Source data
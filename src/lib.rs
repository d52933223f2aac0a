//! # GameHub Client
//!
//! The data-access layer of the GameHub community platform: typed services for every
//! REST resource plus the authentication session the UI observes.
//!
//! ## Core Components
//!
//! - **[model]**: Wire shapes ([`User`](model::User), [`Game`](model::Game),
//!   [`Snippet`](model::Snippet), ...) implementing
//!   [`ResourceEntity`](resource_framework::ResourceEntity).
//! - **[clients]**: One service per resource (e.g. [`GameService`](clients::GameService))
//!   built on the generic [`ResourceClient`](resource_framework::ResourceClient).
//! - **[session]**: [`AuthSession`](session::AuthSession), the credential lifecycle as
//!   observable state.
//! - **[lifecycle]**: [`ClientConfig`](lifecycle::ClientConfig) and the
//!   [`ServiceRegistry`](lifecycle::ServiceRegistry) that wires everything together.
//!
//! ## Testing
//!
//! [`ServiceRegistry::with_transport`](lifecycle::ServiceRegistry::with_transport) accepts
//! [`resource_framework::mock::MockTransport`], so the whole client runs without a server.

pub mod clients;
pub mod lifecycle;
pub mod model;
pub mod session;
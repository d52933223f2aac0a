//! # ServiceClient Trait
//!
//! Provides a common interface for resource-specific services, adding default `find`,
//! `create` and `add_interaction` methods built on top of a generic [`ResourceClient`].
use crate::{
    ClientError, InteractionKind, Interactive, RequestOptions, ResourceClient, ResourceEntity,
};
use async_trait::async_trait;

/// Trait for resource-specific services to inherit the generic operations.
///
/// # Example
///
/// ```rust
/// use resource_framework::{
///     Anonymous, PaginatedResult, RequestOptions, ResourceClient, ResourceConfig, ResourceEntity,
///     ServiceClient,
/// };
/// use resource_framework::mock::MockTransport;
/// use serde::{Deserialize, Serialize};
/// use std::sync::Arc;
///
/// // 1. Define Entity
/// #[derive(Clone, Debug, Deserialize)]
/// struct Category { pid: String, name: String }
/// #[derive(Debug, Serialize)]
/// struct CategoryCreate { name: String }
///
/// impl ResourceEntity for Category {
///     type Listing = PaginatedResult<Category>;
///     type Create = CategoryCreate;
///     const RESOURCE: &'static str = "categories";
///     const BASE_PATH: &'static str = "/categories";
///     fn pid(&self) -> &str { &self.pid }
/// }
///
/// // 2. Define Service Wrapper
/// struct CategoryService {
///     inner: ResourceClient<Category>,
/// }
///
/// // 3. Implement ServiceClient
/// impl ServiceClient<Category> for CategoryService {
///     fn inner(&self) -> &ResourceClient<Category> {
///         &self.inner
///     }
/// }
///
/// // 4. Usage
/// async fn usage(service: CategoryService) {
///     // find() and create() are provided automatically!
///     let _ = service.find(RequestOptions::new()).await;
/// }
/// # let client = ResourceClient::<Category>::new(
/// #     resource_framework::ResourceConfig::for_entity::<Category>(),
/// #     Arc::new(MockTransport::new()),
/// #     Arc::new(Anonymous),
/// # );
/// # let _service = CategoryService { inner: client };
/// ```
#[async_trait]
pub trait ServiceClient<T: ResourceEntity>: Send + Sync {
    /// Access the inner generic ResourceClient.
    fn inner(&self) -> &ResourceClient<T>;

    /// List/find on the resource base path.
    #[tracing::instrument(skip_all, fields(resource = T::RESOURCE))]
    async fn find(&self, options: RequestOptions) -> Result<T::Listing, ClientError> {
        tracing::debug!("Sending request");
        self.inner().find(options).await
    }

    /// Create an entity and return the server's echo of it.
    #[tracing::instrument(skip_all, fields(resource = T::RESOURCE))]
    async fn create_entity(
        &self,
        dto: T::Create,
        options: RequestOptions,
    ) -> Result<T, ClientError> {
        tracing::debug!(?dto, "Sending request");
        self.inner().create(&dto, options).await
    }
}

/// Services over [`Interactive`] resources get `add_interaction` for free.
#[async_trait]
pub trait InteractiveService<T: Interactive>: ServiceClient<T> {
    /// Signal one interaction on `pid`. Fire-and-forget from the caller's view.
    #[tracing::instrument(skip(self), fields(resource = T::RESOURCE))]
    async fn add_interaction(&self, pid: &str, kind: InteractionKind) -> Result<(), ClientError> {
        tracing::debug!("Sending request");
        self.inner().add_interaction(pid, kind).await
    }
}
//! # Submission Service
use crate::model::{Submission, SubmissionCreate, SubmissionFilter};
use resource_framework::{
    ClientError, InteractiveService, PaginatedResult, RequestOptions, ResourceClient,
    ServiceClient,
};
use tracing::{debug, instrument};

#[derive(Clone)]
pub struct SubmissionService {
    inner: ResourceClient<Submission>,
}

impl SubmissionService {
    pub fn new(inner: ResourceClient<Submission>) -> Self {
        Self { inner }
    }
}

impl ServiceClient<Submission> for SubmissionService {
    fn inner(&self) -> &ResourceClient<Submission> {
        &self.inner
    }
}

impl InteractiveService<Submission> for SubmissionService {}

impl SubmissionService {
    #[instrument(skip(self))]
    pub async fn list(
        &self,
        filter: &SubmissionFilter,
    ) -> Result<PaginatedResult<Submission>, ClientError> {
        debug!("Listing submissions");
        self.inner
            .find(RequestOptions::new().params(filter.to_params()))
            .await
    }

    #[instrument(skip(self))]
    pub async fn list_for_game(
        &self,
        game_pid: &str,
    ) -> Result<PaginatedResult<Submission>, ClientError> {
        self.list(&SubmissionFilter::for_game(game_pid)).await
    }

    #[instrument(skip(self))]
    pub async fn get(&self, pid: &str) -> Result<Submission, ClientError> {
        self.inner.get(pid).await
    }

    #[instrument(skip(self))]
    pub async fn create(&self, dto: &SubmissionCreate) -> Result<Submission, ClientError> {
        self.inner.create(dto, RequestOptions::new()).await
    }
}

What to produce
Go through the records and show every line with the string "ServiceRegistry" in it.

Exercise answer
//!   [`ServiceRegistry`](lifecycle::ServiceRegistry) that wires everything together.
//! [`ServiceRegistry::with_transport`](lifecycle::ServiceRegistry::with_transport) accepts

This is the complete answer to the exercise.